The missed step at COP16

At COP16’s Trade Day, leaders should have recognized the importance of farmer-managed seed systems for protecting biodiversity, and called out the role of damaging UPOV91 trade rules in undermining them. 

At the weekend, government representatives from around the world met in Cali, Colombia for the Conference on Biological Diversity (CBD) Conference of Parties (COP). For the first time ever, the CBD COP had a dedicated ‘Trade Day’ on the 26th October. This was a significant step, given that the role of trade in biodiversity loss has long been overlooked.  

Biodiversity is vital for all life on earth. For humans, it’s needed for food production, clean water, clean air and our general health and wellbeing. Many livelihoods depend on it, particularly agriculture, which employes an estimated 2 billion people.  

In recognition of this, in 1993, governments from around the world signed the Convention on Biological Diversity (CBD), with three distinct aims:  

  1. The conservation of biological diversity 

  1. The sustainable use of the components of biological diversity 

  1. The fair and equitable sharing of the benefits arising out of the utilization of genetic resources 

The most obvious link between trade and biodiversity loss is the role in driving export-oriented agriculture, such as the vast swathes of the Amazon rainforest cut down for soy and beef production for export to the rest of the world. However, it’s not just trade in physical foodstuffs that’s a problem; trade rules also undermine biodiversity in more subtle- but nevertheless damaging- ways.  

A prime example of this is the way that trade rules undermine farmer-managed seed systems. Through trade agreements and international trade rules, governments are often pushed to introduce laws which prohibit farmers from saving, exchanging and re-using protected seed varieties, by complying with the Convention for the Protection of New Varieties of Plants (UPOV91).  
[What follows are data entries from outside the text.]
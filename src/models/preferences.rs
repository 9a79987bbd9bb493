use std::fmt::Display;
use std::str::FromStr;

use reqwest::Url;
use serde::{Deserialize, Serialize};

use super::streaming_service::{StreamingServiceOption, DEFAULT_SERVICE_KEY};

pub const DEFAULT_MAX_RUNTIME: u32 = 120;
pub const DEFAULT_MIN_RATING: f64 = 6.5;
pub const DEFAULT_MIN_VOTES: u32 = 300;
pub const ANY_LANGUAGE: &str = "any";

/// Declares a snake_case selection enum with `as_str`, `FromStr`, and `Display`
macro_rules! selection_enum {
    ($(#[$meta:meta])* $name:ident { $($variant:ident => $text:literal),+ $(,)? }) => {
        $(#[$meta])*
        #[derive(Debug, Clone, Copy, Serialize, Deserialize, PartialEq, Eq, Hash)]
        #[serde(rename_all = "snake_case")]
        pub enum $name {
            $($variant),+
        }

        impl $name {
            pub const ALL: &'static [$name] = &[$($name::$variant),+];

            pub fn as_str(&self) -> &'static str {
                match self {
                    $($name::$variant => $text),+
                }
            }
        }

        impl FromStr for $name {
            type Err = String;

            fn from_str(s: &str) -> Result<Self, Self::Err> {
                match s.trim().to_ascii_lowercase().as_str() {
                    $($text => Ok($name::$variant),)+
                    other => Err(format!("unknown {}: {}", stringify!($name), other)),
                }
            }
        }

        impl Display for $name {
            fn fmt(&self, f: &mut std::fmt::Formatter<'_>) -> std::fmt::Result {
                f.write_str(self.as_str())
            }
        }
    };
}

selection_enum! {
    /// The user's current emotional state
    Mood {
        Happy => "happy",
        Sad => "sad",
        Excited => "excited",
        Relaxed => "relaxed",
        Thoughtful => "thoughtful",
        Energetic => "energetic",
    }
}

selection_enum! {
    /// Result ordering requested by the user
    SortPreference {
        BestMatch => "best_match",
        RatingDesc => "rating_desc",
        PopularityDesc => "popularity_desc",
        NewestDesc => "newest_desc",
        OldestAsc => "oldest_asc",
    }
}

selection_enum! {
    /// Release-date window filter
    ReleaseWindow {
        Any => "any",
        Last3Years => "last_3_years",
        Last10Years => "last_10_years",
        Classics => "classics",
    }
}

selection_enum! {
    /// Who the user is watching with
    WatchWith {
        Solo => "solo",
        Partner => "partner",
        Friends => "friends",
        Family => "family",
    }
}

impl Mood {
    /// TMDB genre ids that fit this mood, used by the match score
    pub fn preferred_genres(&self) -> &'static [u32] {
        match self {
            Mood::Happy => &[35, 10749, 16, 10751, 12, 10402],
            Mood::Sad => &[18, 10749, 10402, 36, 9648],
            Mood::Excited => &[28, 12, 878, 53, 80],
            Mood::Relaxed => &[35, 99, 16, 10749, 10402],
            Mood::Thoughtful => &[18, 99, 36, 9648, 878],
            Mood::Energetic => &[28, 12, 80, 53, 878, 27],
        }
    }
}

impl Default for SortPreference {
    fn default() -> Self {
        SortPreference::BestMatch
    }
}

impl Default for ReleaseWindow {
    fn default() -> Self {
        ReleaseWindow::Any
    }
}

impl Default for WatchWith {
    fn default() -> Self {
        WatchWith::Solo
    }
}

/// Everything a single search is resolved from
#[derive(Debug, Clone, Serialize, PartialEq)]
pub struct PreferenceSelection {
    pub mood: Option<Mood>,
    pub genres: Vec<u32>,
    pub max_runtime: u32,
    pub min_rating: f64,
    pub min_votes: u32,
    pub release_window: ReleaseWindow,
    /// ISO 639-1 code, or "any"
    pub language: String,
    pub watch_with: WatchWith,
    pub sort: SortPreference,
    pub service: &'static StreamingServiceOption,
    /// Lower-case country code offered by `service`
    pub country: &'static str,
}

impl Default for PreferenceSelection {
    fn default() -> Self {
        let service = StreamingServiceOption::by_key(DEFAULT_SERVICE_KEY);
        Self {
            mood: None,
            genres: Vec::new(),
            max_runtime: DEFAULT_MAX_RUNTIME,
            min_rating: DEFAULT_MIN_RATING,
            min_votes: DEFAULT_MIN_VOTES,
            release_window: ReleaseWindow::Any,
            language: ANY_LANGUAGE.to_string(),
            watch_with: WatchWith::Solo,
            sort: SortPreference::BestMatch,
            service,
            country: service.valid_country(None),
        }
    }
}

impl PreferenceSelection {
    /// Original-language filter, `None` for "any"
    pub fn language_filter(&self) -> Option<&str> {
        let language = self.language.trim();
        if language.is_empty() || language.eq_ignore_ascii_case(ANY_LANGUAGE) {
            None
        } else {
            Some(language)
        }
    }
}

/// Raw vibe-link query parameters, as they arrive on the wire
#[derive(Debug, Clone, Default, Deserialize)]
pub struct VibeParams {
    pub mood: Option<String>,
    pub genres: Option<String>,
    pub runtime: Option<String>,
    pub rating: Option<String>,
    pub votes: Option<String>,
    pub sort: Option<String>,
    pub window: Option<String>,
    pub lang: Option<String>,
    #[serde(rename = "with")]
    pub watch_with: Option<String>,
    pub service: Option<String>,
    pub country: Option<String>,
    pub auto: Option<String>,
}

/// A shareable link that fully reconstructs a preference selection
#[derive(Debug, Clone, PartialEq)]
pub struct VibeLink {
    pub selection: PreferenceSelection,
    /// Run the search as soon as the link is opened
    pub auto_search: bool,
}

fn parse_or<T: FromStr>(value: Option<&str>, field: &str, default: T) -> T {
    match value.map(str::trim).filter(|v| !v.is_empty()) {
        Some(raw) => raw.parse().unwrap_or_else(|_| {
            tracing::debug!(field = field, value = %raw, "Ignoring unparsable vibe link value");
            default
        }),
        None => default,
    }
}

fn parse_genres(raw: Option<&str>) -> Vec<u32> {
    let mut genres: Vec<u32> = Vec::new();
    for id in raw
        .unwrap_or_default()
        .split(',')
        .filter_map(|part| part.trim().parse::<u32>().ok())
    {
        if !genres.contains(&id) {
            genres.push(id);
        }
    }
    genres
}

/// ISO 639 style code: two or three ASCII letters
fn is_language_code(lang: &str) -> bool {
    (2..=3).contains(&lang.len()) && lang.bytes().all(|b| b.is_ascii_alphabetic())
}

impl From<VibeParams> for VibeLink {
    fn from(params: VibeParams) -> Self {
        let mood = params
            .mood
            .as_deref()
            .and_then(|raw| raw.parse::<Mood>().ok());

        let max_runtime = parse_or(params.runtime.as_deref(), "runtime", DEFAULT_MAX_RUNTIME);
        let max_runtime = if max_runtime == 0 {
            DEFAULT_MAX_RUNTIME
        } else {
            max_runtime
        };

        let min_rating = parse_or(params.rating.as_deref(), "rating", DEFAULT_MIN_RATING);
        let min_rating = if min_rating.is_finite() {
            min_rating.clamp(0.0, 10.0)
        } else {
            DEFAULT_MIN_RATING
        };

        let language = params
            .lang
            .as_deref()
            .map(str::trim)
            .filter(|lang| is_language_code(lang))
            .map(str::to_ascii_lowercase)
            .unwrap_or_else(|| ANY_LANGUAGE.to_string());

        let service = StreamingServiceOption::by_key(
            params.service.as_deref().map(str::trim).unwrap_or(DEFAULT_SERVICE_KEY),
        );
        let country = service.valid_country(params.country.as_deref());

        let selection = PreferenceSelection {
            mood,
            genres: parse_genres(params.genres.as_deref()),
            max_runtime,
            min_rating,
            min_votes: parse_or(params.votes.as_deref(), "votes", DEFAULT_MIN_VOTES),
            release_window: parse_or(params.window.as_deref(), "window", ReleaseWindow::Any),
            language,
            watch_with: parse_or(params.watch_with.as_deref(), "with", WatchWith::Solo),
            sort: parse_or(params.sort.as_deref(), "sort", SortPreference::BestMatch),
            service,
            country,
        };

        let auto_search = params.auto.as_deref().map(str::trim) == Some("1") && mood.is_some();

        VibeLink {
            selection,
            auto_search,
        }
    }
}

impl VibeLink {
    pub fn new(selection: PreferenceSelection) -> Self {
        Self {
            selection,
            auto_search: false,
        }
    }

    /// Decodes a vibe link from a full URL
    pub fn parse(url: &Url) -> Self {
        let mut params = VibeParams::default();
        for (key, value) in url.query_pairs() {
            let value = Some(value.into_owned());
            match key.as_ref() {
                "mood" => params.mood = value,
                "genres" => params.genres = value,
                "runtime" => params.runtime = value,
                "rating" => params.rating = value,
                "votes" => params.votes = value,
                "sort" => params.sort = value,
                "window" => params.window = value,
                "lang" => params.lang = value,
                "with" => params.watch_with = value,
                "service" => params.service = value,
                "country" => params.country = value,
                "auto" => params.auto = value,
                _ => {}
            }
        }
        VibeLink::from(params)
    }

    /// Encodes the link onto `base`, replacing its path and query
    pub fn to_url(&self, base: &Url) -> Url {
        let selection = &self.selection;
        let mut url = base.clone();
        url.set_path("/recommendations");
        url.set_query(None);
        url.set_fragment(None);

        {
            let mut query = url.query_pairs_mut();
            if let Some(mood) = selection.mood {
                query.append_pair("mood", mood.as_str());
            }
            if !selection.genres.is_empty() {
                let genres: Vec<String> = selection.genres.iter().map(u32::to_string).collect();
                query.append_pair("genres", &genres.join(","));
            }
            query
                .append_pair("runtime", &selection.max_runtime.to_string())
                .append_pair("rating", &selection.min_rating.to_string())
                .append_pair("votes", &selection.min_votes.to_string())
                .append_pair("sort", selection.sort.as_str())
                .append_pair("window", selection.release_window.as_str())
                .append_pair("lang", &selection.language)
                .append_pair("with", selection.watch_with.as_str())
                .append_pair("service", selection.service.key)
                .append_pair("country", selection.country);
            if self.auto_search {
                query.append_pair("auto", "1");
            }
        }

        url
    }
}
UPOV91 was designed with the primary purpose of shielding the intellectual property rights of plant breeders (often multibillion dollar corporations such as Bayer or Syngenta) to ensure that when their seeds are sold to farmers, they must not be saved or stored, but must be bought new every season to keep the plant breeder company profits going.  

Under the UPOV91 system, new plant varieties must be ‘uniform’ and ‘stable’, meaning that their genetic makeup remains the same, year in, year out. As a result, unlike indigenous seeds, they do not evolve and change within the ecosystem in which they grow. This - many argue - means that these crops are predictable and reliable for multiple seasons, so farmers can grow field upon field of one crop without the risk of crop failure.  

However as a result, biodiversity has suffered greatly. The UN FAO estimate that between 1900-1990, a staggering 75% of plant genetic diversity was lost “as farmers worldwide have left their multiple local varieties and landraces for genetically uniform, high-yielding varieties”. Furthermore, the promise of commercial seeds preventing crop failure from pests and diseases has often proved to be false, as demonstrated by the disaster of genetically modified cotton in India where, after a boom in production in the early 2000s, in 2014 80% of the crop failed. 

Conversely, farmer-managed seed systems have multiple benefits for biodiversity by preserving and promoting countless indigenous, climate and pest-resilient crop varieties for local farmers to grow. For example, in just four small seed banks in Jharkhand, India, multiple varieties have been catalogued, cleaned and preserved around. This makes farmer-managed seed systems crucial for the CBD’s first objective: fostering and conserving biodiversity.  

Through its third objective on benefit sharing, the CBD promotes the recognition and protection of traditional knowledge associated with seeds and contributes to safeguarding farmers' rights and promoting agricultural biodiversity. 

Despite this, many of the countries who gathered in Colombia this week have not gone far enough in recognising and promoting the role of farmer-managed seed systems and ensuring that trade rules do not undermine them. We will keep pushing for progress to be made.